## PROBLEM STATEMENT
Compute how many lines below contain the word "body" and respond with that number only.

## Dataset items
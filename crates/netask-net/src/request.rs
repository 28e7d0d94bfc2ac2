//! Request descriptors.
//!
//! A [`Request`] is the full, declarative configuration for one task
//! execution: the endpoint, headers, parameter encoding, cache and retry
//! policy, and the ordered precondition and response validator lists.
//!
//! # Example
//!
//! ```
//! use netask_net::{Endpoint, Request, ValidationError};
//!
//! let request = Request::new(Endpoint::new("https://api.example.com", "/me"))
//!     .header("Accept", "application/json")
//!     .retry_count(2)
//!     .ignore_local_cache(true)
//!     .precondition(|| Ok(()))
//!     .response_validation(|_request, response, _data| {
//!         if response.header("x-api-version") == Some("2") {
//!             Ok(())
//!         } else {
//!             Err(ValidationError::msg("unsupported API version"))
//!         }
//!     });
//!
//! let outgoing = request.outgoing_request().unwrap();
//! assert_eq!(outgoing.url.as_str(), "https://api.example.com/me");
//! ```

use std::collections::BTreeMap;
use std::fmt;
use std::sync::Arc;

use bytes::Bytes;
use http::header::{HeaderName, HeaderValue};

use crate::encoding::ParameterEncoding;
use crate::endpoint::Endpoint;
use crate::error::{Result, TaskError, ValidationError};
use crate::http::{CachePolicy, OutgoingRequest, ResponseHead};
use crate::retry::RetryPolicy;

/// A check run before any network I/O.
pub type Precondition = Arc<dyn Fn() -> std::result::Result<(), ValidationError> + Send + Sync>;

/// A check run on the received response before the result is parsed.
///
/// Receives the outgoing request (when available), the response head and the
/// response payload (when available).
pub type ResponseValidator = Arc<
    dyn Fn(Option<&OutgoingRequest>, &ResponseHead, Option<&[u8]>) -> std::result::Result<(), ValidationError>
        + Send
        + Sync,
>;

/// Declarative configuration for one task execution.
#[derive(Clone)]
pub struct Request {
    endpoint: Endpoint,
    headers: BTreeMap<String, String>,
    encoding: Option<ParameterEncoding>,
    retry_count: u32,
    ignore_local_cache: bool,
    preconditions: Vec<Precondition>,
    response_validations: Vec<ResponseValidator>,
}

impl Request {
    /// Create a request for `endpoint` with default policies.
    pub fn new(endpoint: Endpoint) -> Self {
        Self {
            endpoint,
            headers: BTreeMap::new(),
            encoding: None,
            retry_count: 0,
            ignore_local_cache: false,
            preconditions: Vec::new(),
            response_validations: Vec::new(),
        }
    }

    /// Create a GET request for a full URL string.
    ///
    /// See [`Endpoint::from_url`] for how unparseable strings are handled.
    pub fn from_url(url: &str) -> Self {
        Self::new(Endpoint::from_url(url))
    }

    /// Add a header.
    pub fn header(mut self, name: impl Into<String>, value: impl Into<String>) -> Self {
        self.headers.insert(name.into(), value.into());
        self
    }

    /// Add several headers.
    pub fn headers<I, K, V>(mut self, headers: I) -> Self
    where
        I: IntoIterator<Item = (K, V)>,
        K: Into<String>,
        V: Into<String>,
    {
        self.headers
            .extend(headers.into_iter().map(|(k, v)| (k.into(), v.into())));
        self
    }

    /// Use a specific parameter encoding instead of the method-dependent default.
    pub fn encoding(mut self, encoding: ParameterEncoding) -> Self {
        self.encoding = Some(encoding);
        self
    }

    /// Allow up to `count` automatic retries after the first failed attempt.
    pub fn retry_count(mut self, count: u32) -> Self {
        self.retry_count = count;
        self
    }

    /// Bypass local caches for this request.
    pub fn ignore_local_cache(mut self, ignore: bool) -> Self {
        self.ignore_local_cache = ignore;
        self
    }

    /// Append a precondition.
    pub fn precondition<F>(mut self, check: F) -> Self
    where
        F: Fn() -> std::result::Result<(), ValidationError> + Send + Sync + 'static,
    {
        self.preconditions.push(Arc::new(check));
        self
    }

    /// Append a response validator.
    pub fn response_validation<F>(mut self, check: F) -> Self
    where
        F: Fn(Option<&OutgoingRequest>, &ResponseHead, Option<&[u8]>) -> std::result::Result<(), ValidationError>
            + Send
            + Sync
            + 'static,
    {
        self.response_validations.push(Arc::new(check));
        self
    }

    /// The target endpoint.
    pub fn endpoint(&self) -> &Endpoint {
        &self.endpoint
    }

    /// The configured headers.
    pub fn header_map(&self) -> &BTreeMap<String, String> {
        &self.headers
    }

    /// The custom parameter encoding, if any.
    pub fn parameter_encoding(&self) -> Option<&ParameterEncoding> {
        self.encoding.as_ref()
    }

    /// Maximum number of retries.
    pub fn retries(&self) -> u32 {
        self.retry_count
    }

    /// Whether local caches are bypassed.
    pub fn ignores_local_cache(&self) -> bool {
        self.ignore_local_cache
    }

    /// The registered preconditions, in order.
    pub fn preconditions(&self) -> &[Precondition] {
        &self.preconditions
    }

    /// The registered response validators, in order.
    pub fn response_validations(&self) -> &[ResponseValidator] {
        &self.response_validations
    }

    /// The retry policy derived from the retry count.
    pub fn retry_policy(&self) -> RetryPolicy {
        RetryPolicy::new(self.retry_count)
    }

    /// The cache policy derived from the cache flag.
    pub fn cache_policy(&self) -> CachePolicy {
        if self.ignore_local_cache {
            CachePolicy::ReloadIgnoringLocalCache
        } else {
            CachePolicy::UseProtocol
        }
    }

    /// Run every precondition in order, stopping at the first failure.
    pub fn run_preconditions(&self) -> std::result::Result<(), ValidationError> {
        self.preconditions.iter().try_for_each(|check| check())
    }

    /// Run every response validator in order, stopping at the first failure.
    pub fn run_response_validators(
        &self,
        request: Option<&OutgoingRequest>,
        response: &ResponseHead,
        data: Option<&[u8]>,
    ) -> std::result::Result<(), ValidationError> {
        self.response_validations
            .iter()
            .try_for_each(|check| check(request, response, data))
    }

    /// Build the outgoing request with parameters encoded.
    pub fn outgoing_request(&self) -> Result<OutgoingRequest> {
        let mut outgoing = self.outgoing_request_without_parameters()?;
        self.encoding
            .clone()
            .unwrap_or_default()
            .encode(&mut outgoing, self.endpoint.parameters())?;
        Ok(outgoing)
    }

    /// Build the outgoing request, leaving parameters out.
    ///
    /// Upload tasks use this: their payload is the body.
    pub fn outgoing_request_without_parameters(&self) -> Result<OutgoingRequest> {
        let url = self.endpoint.url()?;
        let mut outgoing = OutgoingRequest::new(self.endpoint.method(), url);
        outgoing.cache_policy = self.cache_policy();

        for (name, value) in &self.headers {
            let header_name = HeaderName::from_bytes(name.as_bytes())
                .map_err(|e| TaskError::Encoding(format!("header name {name:?}: {e}")))?;
            let header_value = HeaderValue::from_str(value)
                .map_err(|e| TaskError::Encoding(format!("header {name:?} value: {e}")))?;
            outgoing.headers.insert(header_name, header_value);
        }

        Ok(outgoing)
    }
}

impl fmt::Debug for Request {
    fn fmt(&self, f: &mut fmt::Formatter<'_>) -> fmt::Result {
        f.debug_struct("Request")
            .field("endpoint", &self.endpoint)
            .field("headers", &self.headers)
            .field("encoding", &self.encoding)
            .field("retry_count", &self.retry_count)
            .field("ignore_local_cache", &self.ignore_local_cache)
            .field("preconditions", &self.preconditions.len())
            .field("response_validations", &self.response_validations.len())
            .finish()
    }
}

impl From<Endpoint> for Request {
    fn from(endpoint: Endpoint) -> Self {
        Self::new(endpoint)
    }
}

/// A request whose body is a multipart form.
///
/// The endpoint parameters become plain text fields and `data` becomes one
/// binary part named `part_name`. With a file name the part is sent as a
/// file; without one it is a plain value part.
#[derive(Clone, Debug)]
pub struct MultipartRequest {
    request: Request,
    data: Bytes,
    mime_type: String,
    part_name: String,
    file_name: Option<String>,
}

impl MultipartRequest {
    /// Create a multipart request.
    pub fn new(
        request: Request,
        data: impl Into<Bytes>,
        mime_type: impl Into<String>,
        part_name: impl Into<String>,
    ) -> Self {
        Self {
            request,
            data: data.into(),
            mime_type: mime_type.into(),
            part_name: part_name.into(),
            file_name: None,
        }
    }

    /// Send the binary part as a file with this name.
    pub fn file_name(mut self, file_name: impl Into<String>) -> Self {
        self.file_name = Some(file_name.into());
        self
    }

    /// The underlying request descriptor.
    pub fn request(&self) -> &Request {
        &self.request
    }

    /// The binary part's contents.
    pub fn data(&self) -> &Bytes {
        &self.data
    }

    /// The binary part's MIME type.
    pub fn mime_type(&self) -> &str {
        &self.mime_type
    }

    /// The binary part's field name.
    pub fn part_name(&self) -> &str {
        &self.part_name
    }

    /// The binary part's file name, if it is sent as a file.
    pub fn part_file_name(&self) -> Option<&str> {
        self.file_name.as_deref()
    }
}

#[cfg(test)]
mod tests {
    use super::*;
    use crate::http::HttpMethod;
    use http::HeaderMap;
    use std::sync::atomic::{AtomicUsize, Ordering};

    fn counting_precondition(
        calls: &Arc<AtomicUsize>,
        fail_with: Option<&'static str>,
    ) -> impl Fn() -> std::result::Result<(), ValidationError> + Send + Sync + 'static {
        let calls = calls.clone();
        move || {
            calls.fetch_add(1, Ordering::SeqCst);
            match fail_with {
                Some(message) => Err(ValidationError::msg(message)),
                None => Ok(()),
            }
        }
    }

    #[test]
    fn test_defaults() {
        let request = Request::new(Endpoint::new("https://example.com", "/"));
        assert_eq!(request.retries(), 0);
        assert!(!request.ignores_local_cache());
        assert!(request.header_map().is_empty());
        assert!(request.preconditions().is_empty());
        assert!(request.response_validations().is_empty());
        assert_eq!(request.cache_policy(), CachePolicy::UseProtocol);
    }

    #[test]
    fn test_preconditions_stop_at_first_failure() {
        let calls = Arc::new(AtomicUsize::new(0));
        let request = Request::new(Endpoint::new("https://example.com", "/"))
            .precondition(counting_precondition(&calls, None))
            .precondition(counting_precondition(&calls, Some("second")))
            .precondition(counting_precondition(&calls, Some("third")))
            .precondition(counting_precondition(&calls, None));

        let error = request.run_preconditions().unwrap_err();
        assert_eq!(error.to_string(), "second");
        assert_eq!(calls.load(Ordering::SeqCst), 2);
    }

    #[test]
    fn test_all_preconditions_pass() {
        let calls = Arc::new(AtomicUsize::new(0));
        let mut request = Request::new(Endpoint::new("https://example.com", "/"));
        for _ in 0..5 {
            request = request.precondition(counting_precondition(&calls, None));
        }
        assert!(request.run_preconditions().is_ok());
        assert_eq!(calls.load(Ordering::SeqCst), 5);
    }

    #[test]
    fn test_response_validators_receive_inputs_unchanged() {
        let calls = Arc::new(AtomicUsize::new(0));
        let seen = calls.clone();
        let request = Request::new(Endpoint::new("https://example.com", "/"))
            .response_validation(move |request, response, data| {
                seen.fetch_add(1, Ordering::SeqCst);
                assert_eq!(request.map(|r| r.url.as_str()), Some("https://example.com/"));
                assert_eq!(response.status(), 418);
                assert_eq!(data, Some(&b"teapot"[..]));
                Err(ValidationError::msg("first"))
            })
            .response_validation(|_, _, _| Err(ValidationError::msg("second")));

        let outgoing = request.outgoing_request().unwrap();
        let head = ResponseHead::new(418, HeaderMap::new());
        let error = request
            .run_response_validators(Some(&outgoing), &head, Some(&b"teapot"[..]))
            .unwrap_err();

        assert_eq!(error.to_string(), "first");
        assert_eq!(calls.load(Ordering::SeqCst), 1);
    }

    #[test]
    fn test_outgoing_request_mirrors_descriptor() {
        let endpoint = Endpoint::new("https://api.example.com", "/v1/items")
            .with_method(HttpMethod::Delete)
            .with_parameter("id", 7);
        let request = Request::new(endpoint)
            .header("Accept", "application/json")
            .header("X-Trace", "abc")
            .ignore_local_cache(true);

        let outgoing = request.outgoing_request().unwrap();
        assert_eq!(outgoing.method, HttpMethod::Delete);
        assert_eq!(outgoing.url.as_str(), "https://api.example.com/v1/items?id=7");
        assert_eq!(outgoing.headers.len(), 2);
        assert_eq!(outgoing.headers["accept"], "application/json");
        assert_eq!(outgoing.headers["x-trace"], "abc");
        assert_eq!(outgoing.cache_policy, CachePolicy::ReloadIgnoringLocalCache);
        assert!(outgoing.body.is_none());
    }

    #[test]
    fn test_outgoing_request_without_parameters() {
        let endpoint = Endpoint::new("https://example.com", "/upload")
            .with_method(HttpMethod::Post)
            .with_parameter("kind", "avatar");
        let outgoing = Request::new(endpoint)
            .outgoing_request_without_parameters()
            .unwrap();
        assert!(outgoing.body.is_none());
        assert_eq!(outgoing.url.query(), None);
    }

    #[test]
    fn test_invalid_header_is_an_encoding_error() {
        let request = Request::new(Endpoint::new("https://example.com", "/")).header("bad header", "x");
        assert!(matches!(request.outgoing_request(), Err(TaskError::Encoding(_))));
    }

    #[test]
    fn test_invalid_url_wins_over_encoding() {
        let request = Request::from_url("");
        assert!(matches!(request.outgoing_request(), Err(TaskError::InvalidUrl(raw)) if raw.is_empty()));
    }

    #[test]
    fn test_multipart_request() {
        let multipart = MultipartRequest::new(
            Request::from_url("https://example.com/upload"),
            &b"hello"[..],
            "text/plain",
            "file",
        )
        .file_name("hello.txt");

        assert_eq!(multipart.data().as_ref(), b"hello");
        assert_eq!(multipart.mime_type(), "text/plain");
        assert_eq!(multipart.part_name(), "file");
        assert_eq!(multipart.part_file_name(), Some("hello.txt"));
        assert_eq!(multipart.request().endpoint().path(), "/upload");
    }
}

## THE COMPLETED TASK
4